- Interactive map of Mt. Abram
- Location: Greenwood, Maine, United States
- Nearest city: Bethel, Maine
- Coordinates: 44°22′45″N 70°42′25″W﻿ / ﻿44.37917°N 70.70694°W
- Top elevation: 1,990 feet (610 m)
- Base elevation: 940 feet (290 m)
- Skiable area: 250 acres (100 ha) trail 650 acres (260 ha) total
- Trails: 44
- Lift system: 5
- Terrain parks: No
- Night skiing: No
- Website: www.mtabram.com

= Ski Mount Abram =

Ski area in Greenwood, Maine

Mt. Abram is an independently owned ski area and mountain bike park in Greenwood, Maine, located a few miles outside of nearby Bethel, Maine.
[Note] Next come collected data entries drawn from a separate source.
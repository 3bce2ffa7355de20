// Fallback passes for fields the labeled pass left empty: a rescan of the
// combined text, then positional matching of label regions to nearby
// standalone values.

use super::extractors::{canonical_gender, normalize_date_separators, title_case};
use super::normalize::is_meaningful;
use super::patterns::{
    anchored_date_pattern, BARE_GENDER, COMBINED_FATHER, COMBINED_GENDER, COMBINED_NAME,
    DATE_KEYWORDS, IGNORE_WORDS, NAME_TRIGGER, OR_ARTIFACT, RESERVED_KEYWORDS, STANDALONE_DATE,
    TRAILING_LABEL,
};
use super::CnicReconciler;
use crate::models::{CnicField, RecordBuilder};
use log::debug;

/// How far (in regions, either direction) a standalone value may sit from
/// the label it belongs to.
const WINDOW: usize = 2;

impl CnicReconciler {
    /// Second pass: rescan the concatenation of every region for fields the
    /// labeled pass missed.
    pub(crate) fn fill_from_combined(regions: &[String], builder: &mut RecordBuilder) {
        let combined = regions.join(" ");

        if !builder.is_set(CnicField::IdentityNumber) {
            if let Some(value) = Self::extract_identity_number(&combined) {
                builder.set(CnicField::IdentityNumber, value);
            }
        }

        for field in CnicField::DATES {
            if builder.is_set(field) {
                continue;
            }
            let Some(pattern) = anchored_date_pattern(field) else {
                continue;
            };
            if let Some(caps) = pattern.captures(&combined) {
                builder.set(field, normalize_date_separators(&caps[1]));
            }
        }

        if !builder.is_set(CnicField::Name) {
            for caps in COMBINED_NAME.captures_iter(&combined) {
                // Skip captures that are actually part of "father's name".
                let start = caps.get(0).map(|m| m.start()).unwrap_or(0);
                let prefix: String = combined[..start]
                    .chars()
                    .rev()
                    .take(15)
                    .collect::<Vec<_>>()
                    .into_iter()
                    .rev()
                    .collect();
                if prefix.to_lowercase().contains("father") {
                    continue;
                }
                let value = caps[1].trim().to_string();
                if !is_label_only(&value) {
                    builder.set(CnicField::Name, title_case(&value));
                    break;
                }
            }
        }

        if !builder.is_set(CnicField::FatherName) {
            if let Some(caps) = COMBINED_FATHER.captures(&combined) {
                let mut value = caps[1].trim().to_string();
                if let Some(m) = TRAILING_LABEL.find(&value) {
                    value = value[..m.start()].to_string();
                }
                let value = OR_ARTIFACT.replace_all(&value, " ").trim().to_string();
                if value.len() > 2 && !is_label_only(&value) {
                    builder.set(CnicField::FatherName, title_case(&value));
                }
            }
        }

        if !builder.is_set(CnicField::Gender) {
            if let Some(caps) = COMBINED_GENDER.captures(&combined) {
                builder.set(CnicField::Gender, canonical_gender(&caps[1]));
            }
        }
    }

    /// Third pass: positional matching over the normalized, unfiltered
    /// region list. Indices approximate on-card vertical position, so
    /// placeholder regions keep their slots.
    pub(crate) fn match_standalone_values(regions: &[String], builder: &mut RecordBuilder) {
        let date_like: Vec<bool> = regions
            .iter()
            .map(|text| STANDALONE_DATE.is_match(text.trim()))
            .collect();
        let name_like: Vec<bool> = regions
            .iter()
            .map(|text| looks_like_name(text.trim()) && is_meaningful(text))
            .collect();

        for (i, text) in regions.iter().enumerate() {
            let lower = text.to_lowercase();
            let window = i.saturating_sub(WINDOW)..(i + WINDOW + 1).min(regions.len());

            for (keyword, field) in DATE_KEYWORDS {
                if !builder.is_set(field) && lower.contains(keyword) {
                    for j in window.clone() {
                        if date_like[j] {
                            let date = normalize_date_separators(regions[j].trim());
                            if builder.set(field, date.clone()) {
                                debug!("matched {} from nearby region: {}", field.label(), date);
                            }
                            break;
                        }
                    }
                }
            }

            if !builder.is_set(CnicField::FatherName) && lower.contains("father") {
                for j in window.clone() {
                    if name_like[j] {
                        builder.set(CnicField::FatherName, title_case(regions[j].trim()));
                        break;
                    }
                }
            }

            if !builder.is_set(CnicField::Name)
                && (NAME_TRIGGER.is_match(text) || lower.trim() == "name")
            {
                // The holder's name label must not sit in a father-name
                // neighborhood.
                let context = regions[window.clone()].join(" ").to_lowercase();
                if !context.contains("father") {
                    for j in window {
                        if name_like[j] {
                            builder.set(CnicField::Name, title_case(regions[j].trim()));
                            break;
                        }
                    }
                }
            }
        }

        if !builder.is_set(CnicField::Gender) {
            Self::fill_bare_gender(regions, builder);
        }
    }

    /// A region that is nothing but "M" or "F" is accepted as gender once
    /// no labeled line has claimed it. Runs over the unfiltered list since
    /// single-character regions never survive the noise filter.
    fn fill_bare_gender(regions: &[String], builder: &mut RecordBuilder) {
        for text in regions {
            if BARE_GENDER.is_match(text) {
                builder.set(CnicField::Gender, canonical_gender(text.trim()));
                return;
            }
        }
    }

    /// Last resort when labels for both names are absent everywhere: card
    /// layout places the father's name above the holder's, so the first
    /// name-shaped unlabeled region is the father's and the second the
    /// holder's.
    pub(crate) fn fill_names_by_order(regions: &[String], builder: &mut RecordBuilder) {
        if builder.is_set(CnicField::Name) && builder.is_set(CnicField::FatherName) {
            return;
        }

        let candidates: Vec<String> = regions
            .iter()
            .map(|text| text.trim())
            .filter(|text| {
                let lower = text.to_lowercase();
                !RESERVED_KEYWORDS
                    .iter()
                    .any(|keyword| lower.contains(keyword))
            })
            .filter(|text| looks_like_name(text))
            .map(title_case)
            .collect();

        if !builder.is_set(CnicField::FatherName) {
            if let Some(first) = candidates.first() {
                builder.set(CnicField::FatherName, first.clone());
                debug!("father name taken from unlabeled region order");
            }
        }
        if !builder.is_set(CnicField::Name) {
            if let Some(second) = candidates.get(1) {
                builder.set(CnicField::Name, second.clone());
                debug!("name taken from unlabeled region order");
            }
        }
    }
}

/// Whether a region reads like a bare person name: alphabetic words only,
/// two to four of them, sane overall length.
pub(crate) fn looks_like_name(text: &str) -> bool {
    let words: Vec<&str> = text.split_whitespace().collect();
    if !(2..=4).contains(&words.len()) {
        return false;
    }
    if !(5..=40).contains(&text.len()) {
        return false;
    }
    words
        .iter()
        .all(|word| word.chars().all(|c| c.is_alphabetic()))
}

/// Whether a candidate value is nothing but a label keyword.
fn is_label_only(text: &str) -> bool {
    IGNORE_WORDS.contains(&text.trim().to_lowercase().as_str())
}
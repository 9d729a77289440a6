use crate::service::PublishService;
use axum::extract::FromRef;
use combiner_clients::HealthChecker;
use combiner_core::ForcePublisher;
use std::sync::Arc;

pub struct CombinerAppState<P> {
    pub service: PublishService<P>,
    pub health: Arc<HealthChecker>,
    pub metrics_enabled: bool,
}

impl<P> Clone for CombinerAppState<P> {
    fn clone(&self) -> Self {
        Self {
            service: self.service.clone(),
            health: Arc::clone(&self.health),
            metrics_enabled: self.metrics_enabled,
        }
    }
}

impl<P: ForcePublisher> CombinerAppState<P> {
    pub fn new_with_metrics(publisher: P, health: HealthChecker) -> Self {
        Self {
            service: PublishService::new(publisher),
            health: Arc::new(health),
            metrics_enabled: true,
        }
    }

    pub fn new_without_metrics(publisher: P, health: HealthChecker) -> Self {
        Self {
            service: PublishService::new(publisher),
            health: Arc::new(health),
            metrics_enabled: false,
        }
    }
}

impl<P> FromRef<CombinerAppState<P>> for PublishService<P> {
    fn from_ref(input: &CombinerAppState<P>) -> Self {
        input.service.clone()
    }
}

impl<P> FromRef<CombinerAppState<P>> for Arc<HealthChecker> {
    fn from_ref(input: &CombinerAppState<P>) -> Self {
        Arc::clone(&input.health)
    }
}
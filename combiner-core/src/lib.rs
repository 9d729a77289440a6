use model::{
    AnnotationsMessage, CombinedModel, ContentModel, Headers, InternalContent, PolicyDecision,
    QueueMessage,
};
use result::{
    CombineResult, ForwardResult, OptFetchResult, PolicyResult, ProduceResult, PublishResult,
};
use serde_json::Value;

pub mod combiner;
pub mod forwarder;
pub mod headers;
pub mod metrics;
pub mod model;
pub mod publisher;
pub mod result;
pub mod router;
pub mod tid;

#[cfg(test)]
mod mocks;

/// Reads the public view of an item. `None` means the store does not know it.
pub trait ContentFetcher: Send + Sync {
    fn content(&self, uuid: &str) -> impl Future<Output = OptFetchResult<ContentModel>> + Send;
}

pub trait InternalContentFetcher: Send + Sync {
    fn internal_content(
        &self,
        uuid: &str,
    ) -> impl Future<Output = OptFetchResult<InternalContent>> + Send;
}

pub trait PolicyEvaluator: Send + Sync {
    fn evaluate(&self, input: Value) -> impl Future<Output = PolicyResult<PolicyDecision>> + Send;
}

pub trait MessageProducer: Send + Sync {
    fn send(&self, message: QueueMessage) -> impl Future<Output = ProduceResult<()>> + Send;
}

pub trait Combiner: Send + Sync {
    fn for_content(
        &self,
        content: ContentModel,
    ) -> impl Future<Output = CombineResult<CombinedModel>> + Send;

    fn for_annotations(
        &self,
        message: AnnotationsMessage,
    ) -> impl Future<Output = CombineResult<CombinedModel>> + Send;

    fn by_identifier(&self, uuid: &str)
    -> impl Future<Output = CombineResult<CombinedModel>> + Send;
}

pub trait Forwarder: Send + Sync {
    /// Admits, evaluates and sends `message`. On success `headers` has gained a `Message-Type`.
    fn filter_and_forward(
        &self,
        headers: &mut Headers,
        message: &CombinedModel,
    ) -> impl Future<Output = ForwardResult<()>> + Send;
}

pub trait ForcePublisher: Send + Sync + 'static {
    fn force_publish(
        &self,
        uuid: &str,
        tid: Option<String>,
    ) -> impl Future<Output = PublishResult<()>> + Send;
}
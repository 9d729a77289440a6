use crate::model::{
    AnnotationsMessage, CONTENT_COLLECTION_TYPE, CombinedModel, ContentModel, InternalContent,
};
use crate::result::{CombineError, CombineResult};
use crate::{Combiner, ContentFetcher, InternalContentFetcher};
use error_stack::{Report, ResultExt};
use tracing::{debug, instrument};

/// Joins the document store, content collection and internal content views of an item.
#[derive(Debug, Clone)]
pub struct DataCombiner<D, K, I> {
    documents: D,
    collections: K,
    internal: I,
}

impl<D, K, I> DataCombiner<D, K, I> {
    pub fn new(documents: D, collections: K, internal: I) -> Self {
        Self {
            documents,
            collections,
            internal,
        }
    }
}

impl<D, K, I> DataCombiner<D, K, I>
where
    D: ContentFetcher,
    K: ContentFetcher,
    I: InternalContentFetcher,
{
    async fn collection_fallback(&self, uuid: &str) -> CombineResult<CombinedModel> {
        let collection = self
            .collections
            .content(uuid)
            .await
            .change_context(CombineError::Fetch)
            .attach("content collection")?;

        match collection {
            Some(mut collection) if !collection.is_empty() => {
                debug!("found {uuid} in the content collection store");
                collection.set_content_type(CONTENT_COLLECTION_TYPE);
                let last_modified = collection.last_modified().to_string();
                Ok(CombinedModel {
                    uuid: uuid.to_string(),
                    content: Some(collection),
                    last_modified,
                    ..Default::default()
                })
            }
            _ => {
                debug!("{uuid} was not found in any store");
                Ok(CombinedModel {
                    uuid: uuid.to_string(),
                    ..Default::default()
                })
            }
        }
    }
}

impl<D, K, I> Combiner for DataCombiner<D, K, I>
where
    D: ContentFetcher,
    K: ContentFetcher,
    I: InternalContentFetcher,
{
    #[instrument(skip_all, name = "combiner#for_content", fields(uuid = content.uuid()))]
    async fn for_content(&self, content: ContentModel) -> CombineResult<CombinedModel> {
        let uuid = content.uuid().to_string();
        if uuid.is_empty() {
            return Err(Report::new(CombineError::NoContentUuid));
        }

        let internal = self
            .internal
            .internal_content(&uuid)
            .await
            .change_context(CombineError::Fetch)
            .attach("internal content")?;

        Ok(joined(uuid, content, internal))
    }

    #[instrument(skip_all, name = "combiner#for_annotations", fields(uuid = message.content_uuid()))]
    async fn for_annotations(&self, message: AnnotationsMessage) -> CombineResult<CombinedModel> {
        let uuid = message.content_uuid();
        if uuid.is_empty() {
            return Err(Report::new(CombineError::NoAnnotationsUuid));
        }

        self.by_identifier(uuid).await
    }

    #[instrument(skip(self), name = "combiner#by_identifier")]
    async fn by_identifier(&self, uuid: &str) -> CombineResult<CombinedModel> {
        let (content, internal) = tokio::join!(
            self.documents.content(uuid),
            self.internal.internal_content(uuid)
        );

        let content = content
            .change_context(CombineError::Fetch)
            .attach("document store")?;

        match content {
            Some(content) if !content.uuid().is_empty() => {
                let internal = internal
                    .change_context(CombineError::Fetch)
                    .attach("internal content")?;
                Ok(joined(uuid.to_string(), content, internal))
            }
            _ => self.collection_fallback(uuid).await,
        }
    }
}

fn joined(uuid: String, content: ContentModel, internal: Option<InternalContent>) -> CombinedModel {
    let last_modified = content.last_modified().to_string();
    let (internal_content, metadata) = match internal {
        Some(InternalContent {
            content,
            annotations,
        }) => (Some(content), annotations),
        None => (None, None),
    };

    CombinedModel {
        uuid,
        content: Some(content),
        internal_content,
        metadata,
        last_modified,
        ..Default::default()
    }
}
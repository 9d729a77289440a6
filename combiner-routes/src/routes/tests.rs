//! Contract tests for the HTTP surface: status codes, headers and bodies.
#![allow(unused_variables)]

use super::*;
use axum::http::HeaderValue;
use axum_test::TestServer;
use combiner_clients::HealthCheck;
use combiner_core::result::{PublishError, PublishResult};
use error_stack::Report;
use mockall::automock;
use mockall::predicate::{always, eq};
use rstest::rstest;

const CONTENT_UUID: &str = "0cef259d-030d-497d-b4ef-e8fa0ee6db6b";

struct Publisher;

#[automock]
impl ForcePublisher for Publisher {
    async fn force_publish(&self, uuid: &str, tid: Option<String>) -> PublishResult<()> {
        unreachable!()
    }
}

fn server_with(publisher: MockPublisher, checks: Vec<HealthCheck>) -> TestServer {
    let health = HealthChecker::new(reqwest::Client::new(), checks);
    TestServer::new(build(CombinerAppState::new_without_metrics(publisher, health))).unwrap()
}

fn server(publisher: MockPublisher) -> TestServer {
    server_with(publisher, vec![])
}

fn unreachable_check() -> HealthCheck {
    HealthCheck::good_to_go(
        "Check connectivity to document-store-api",
        "http://127.0.0.1:1",
        "CombinedPostPublication messages can't be constructed.",
        "Document-store-api is not reachable.",
    )
}

#[tokio::test]
async fn force_publish_passes_the_transaction_id() {
    let mut publisher = MockPublisher::new();
    publisher
        .expect_force_publish()
        .with(eq(CONTENT_UUID), eq(Some("tid_test".to_string())))
        .once()
        .returning(|_, _| Ok(()));
    let server = server(publisher);

    let response = server
        .post(&format!("/{CONTENT_UUID}"))
        .add_header(TRANSACTION_ID, HeaderValue::from_static("tid_test"))
        .await;

    assert_eq!(StatusCode::OK, response.status_code());
}

#[tokio::test]
async fn force_publish_without_transaction_id() {
    let mut publisher = MockPublisher::new();
    publisher
        .expect_force_publish()
        .with(eq(CONTENT_UUID), eq(None))
        .once()
        .returning(|_, _| Ok(()));
    let server = server(publisher);

    let response = server.post(&format!("/{CONTENT_UUID}")).await;

    assert_eq!(StatusCode::OK, response.status_code());
}

#[tokio::test]
async fn invalid_uuid_is_a_bad_request() {
    let mut publisher = MockPublisher::new();
    publisher.expect_force_publish().never();
    let server = server(publisher);

    let response = server.post("/not-a-uuid").await;

    assert_eq!(StatusCode::BAD_REQUEST, response.status_code());
}

#[rstest]
#[case::not_found(PublishError::NotFound, StatusCode::NOT_FOUND)]
#[case::invalid_content_type(PublishError::InvalidContentType, StatusCode::UNPROCESSABLE_ENTITY)]
#[case::combine(PublishError::Combine, StatusCode::INTERNAL_SERVER_ERROR)]
#[case::forward(PublishError::Forward, StatusCode::INTERNAL_SERVER_ERROR)]
#[tokio::test]
async fn publish_failures_map_to_status(#[case] error: PublishError, #[case] expected: StatusCode) {
    let mut publisher = MockPublisher::new();
    publisher
        .expect_force_publish()
        .with(eq(CONTENT_UUID), always())
        .once()
        .return_once(move |_, _| Err(Report::new(error)));
    let server = server(publisher);

    let response = server.post(&format!("/{CONTENT_UUID}")).await;

    assert_eq!(expected, response.status_code());
}

#[tokio::test]
async fn ping_pongs() {
    let response = server(MockPublisher::new()).get("/__ping").await;

    assert_eq!(StatusCode::OK, response.status_code());
    assert_eq!("pong", response.text());
}

#[tokio::test]
async fn good_to_go_without_failing_checks() {
    let response = server(MockPublisher::new()).get("/__gtg").await;

    assert_eq!(StatusCode::OK, response.status_code());
    assert_eq!("OK", response.text());
}

#[tokio::test]
async fn not_good_to_go_when_a_dependency_is_down() {
    let server = server_with(MockPublisher::new(), vec![unreachable_check()]);

    let response = server.get("/__gtg").await;

    assert_eq!(StatusCode::SERVICE_UNAVAILABLE, response.status_code());
}

#[tokio::test]
async fn health_reports_every_check() {
    let server = server_with(MockPublisher::new(), vec![unreachable_check()]);

    let response = server.get("/__health").await;

    assert_eq!(StatusCode::OK, response.status_code());
    let report: HealthResponse = response.json();
    assert_eq!(SERVICE_NAME, report.name);
    assert!(!report.ok);
    assert_eq!(1, report.checks.len());
    assert_eq!("Check connectivity to document-store-api", report.checks[0].name);
    assert!(!report.checks[0].ok);

    let raw: serde_json::Value = response.json();
    assert!(raw["checks"][0].get("businessImpact").is_some());
}

#[tokio::test]
async fn metrics_are_unavailable_when_disabled() {
    let response = server(MockPublisher::new()).get("/metrics").await;

    assert_eq!(StatusCode::SERVICE_UNAVAILABLE, response.status_code());
}

#[tokio::test]
async fn swagger_ui_is_served() {
    let response = server(MockPublisher::new()).get("/__api/openapi.json").await;

    assert_eq!(StatusCode::OK, response.status_code());
    let doc: serde_json::Value = response.json();
    assert!(doc["paths"].get("/{id}").is_some());
}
Since its founding in 1960, Mt. Abram has steadily grown from a single t-bar serviced area to a modest mountain, with over 1150 ft of vertical drop, four lifts servicing 10 easy, 21 Intermediate, and 13 expert trails. The lift serviced mountain bike park opened to the public in the spring of 2020 and is one of three lift-serviced mountain bike parks in state of Maine.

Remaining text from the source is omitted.